Des dizaines de jeunes travaillistes attendent avec impatience les premiers résultats des élections dans un pub de Londres. Mais à la publication des premières estimations, une vague de déception gagne la salle. La victoire de Boris Johnson semble écrasante : le Brexit aura bien lieu. Sally, dix-neuf ans, saisit immédiatement son téléphone pour appeler sa famille : « Ma mère travaille depuis vingt-cinq ans au National Healthcare Service (NHS, système de santé national, ndlr). Il y aura d'autres coupes budgétaires et on va vers une privatisation du service : nous sommes inquiets » , dit-elle. Sally était trop jeune pour voter au référendum de 2016. Ce tour de scrutin était sa seule chance de se faire entendre : « En tant que femme j'ai peur de cette société qui se dégrade, qui perd ses valeurs », affirme-t-elle, avant de conclure : « Je pense que les conséquences seront lourdes pour tout le monde ».

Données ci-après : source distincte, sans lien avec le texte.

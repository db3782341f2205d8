//! NIDM document merging.
//!
//! Locates the Turtle documents a NIDM pipeline leaves in a study output
//! directory, merges them into one graph, and removes the duplicate
//! `prov:qualifiedAssociation` records that repeated generation introduces.
//!
//! | Stage | Module |
//! |-------|--------|
//! | Discovery (`nidm.ttl`, `nidm/sub-*.ttl`) | [`locator`] |
//! | Parsing and set-union merge | [`loader`] |
//! | Duplicate association removal | [`resolver`] |
//!
//! # Entry Point
//!
//! ```no_run
//! use nidm_merge::{find_nidm_files, merge_files, remove_duplicate_associations};
//! use nidm_graph::serializer::turtle::to_turtle;
//! use std::path::Path;
//!
//! let files = find_nidm_files(Path::new("derivatives"));
//! let (mut store, report) = merge_files(&files);
//! assert!(report.all_loaded());
//! remove_duplicate_associations(&mut store);
//! std::fs::write("nidm_merge.ttl", to_turtle(&store)).expect("write output");
//! ```

#![deny(
    clippy::unwrap_used,
    clippy::expect_used,
    clippy::panic,
    missing_docs,
    clippy::missing_errors_doc
)]

pub mod error;
pub mod loader;
pub mod locator;
pub mod report;
pub mod resolver;

use std::path::PathBuf;

use nidm_graph::MemoryStore;

pub use error::LoadError;
pub use loader::GraphLoader;
pub use locator::find_nidm_files;
pub use report::{FileOutcome, FileStatus, LoadReport};
pub use resolver::{remove_duplicate_associations, Resolution};

/// Parses every path into one fresh store.
///
/// Files that fail to load are recorded in the report and skipped.
#[must_use]
pub fn merge_files(paths: &[PathBuf]) -> (MemoryStore, LoadReport) {
    let mut loader = GraphLoader::new();
    let report = loader.load_all(paths);
    (loader.into_store(), report)
}
//! Vocabulary IRIs used by the merge pipeline and the writers.

/// The W3C PROV-O namespace.
pub const PROV: &str = "http://www.w3.org/ns/prov#";

/// `prov:qualifiedAssociation` — links an activity to its association node.
pub const PROV_QUALIFIED_ASSOCIATION: &str = "http://www.w3.org/ns/prov#qualifiedAssociation";
/// `prov:agent` — the agent of an association.
pub const PROV_AGENT: &str = "http://www.w3.org/ns/prov#agent";
/// `prov:hadRole` — the role the agent played.
pub const PROV_HAD_ROLE: &str = "http://www.w3.org/ns/prov#hadRole";

/// `rdf:type`.
pub const RDF_TYPE: &str = "http://www.w3.org/1999/02/22-rdf-syntax-ns#type";
/// `rdf:langString`, the datatype of language-tagged literals.
pub const RDF_LANG_STRING: &str = "http://www.w3.org/1999/02/22-rdf-syntax-ns#langString";
/// `xsd:string`, the datatype of plain literals.
pub const XSD_STRING: &str = "http://www.w3.org/2001/XMLSchema#string";

/// Prefixes declared at the top of every Turtle document this crate writes.
///
/// Covers the W3C core vocabularies and the namespaces NIDM-Experiment
/// documents are built from.
pub const PREFIXES: &[(&str, &str)] = &[
    ("rdf", "http://www.w3.org/1999/02/22-rdf-syntax-ns#"),
    ("rdfs", "http://www.w3.org/2000/01/rdf-schema#"),
    ("xsd", "http://www.w3.org/2001/XMLSchema#"),
    ("owl", "http://www.w3.org/2002/07/owl#"),
    ("prov", PROV),
    ("nidm", "http://purl.org/nidash/nidm#"),
    ("niiri", "http://iri.nidash.org/"),
    ("sio", "http://semanticscience.org/resource/"),
    ("dct", "http://purl.org/dc/terms/"),
    ("dctypes", "http://purl.org/dc/dcmitype/"),
    ("nfo", "http://www.semanticdesktop.org/ontologies/2007/03/22/nfo#"),
];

Brexit ne s’accorde pas au féminin
Système de santé mis à part, des militantes et des observateurs craignent que la sortie du Royaume-Uni de l'Union européenne, et par conséquent, du cadre de protection des droits garanti par le système européen, affecte surtout les femmes. « Notre politique se base sur la common law et les normes européennes ont une grande influence sur notre système » observe Roberta Guerrina, professeure à l'Université de Surrey. De 2017 à 2019, elle a été titulaire d'une chaire Jean Monnet en politiques d'égalité hommes-femmes et Union européenne (l’action Jean Monnet et ses activités financent la recherche et l’enseignement sur l’Union Européenne). Grâce au soutien du programme, elle a créé un réseau de chercheurs qui étudie les politiques publiques en matière d'égalité des sexes.
Il y a quelques années, lors d'un débat sur le Brexit à la radio sur la BBC, l'animateur a justifié l'absence de femmes dans l'émission, prétextant qu'il n'y avait aucune experte compétente en la matière. Après avoir entendu cela, elle a contacté certaines de ses collègues et envoyé par courrier à la BBC une liste comportant des dizaines de noms. Ces dernières années, ses recherches lui ont valu des menaces répétées en ligne et par courrier. « Le discours sur le Brexit est toujours centré sur des valeurs masculines, il s'adresse à un public d'hommes et est mené par des orateurs du même sexe. Malheureusement ce sont surtout les femmes qui en paieront les conséquences, elles qui sont déjà touchées par des années d'austérité et des coupes budgétaires dans les politiques actives de l'État providence : de l'éducation à la santé, en passant par les primes de naissance » déclare-t-elle. « Lors de la campagne pour le Brexit personne n'a évoqué les conséquences sur les droits des citoyens et en particulier des femmes ».
Adieu mesures de protection européennes ?
« L'impact du Brexit sur le plan juridique sera lourd ». C'est ce qu'affirme Aisha K. Gill, professeure de criminologie, experte en études de genre, de l'Université de Roehampton. « Les lois britanniques en faveur des femmes telles que l'Equal Pay Act de 1970, le Pay Discrimination Act de 1975 et l’Equality Act de 2010 (mesures pour la réduction des inégalités entre hommes et femmes dans le milieu économique, ndlr) ont été introduites grâce à des directives européennes ».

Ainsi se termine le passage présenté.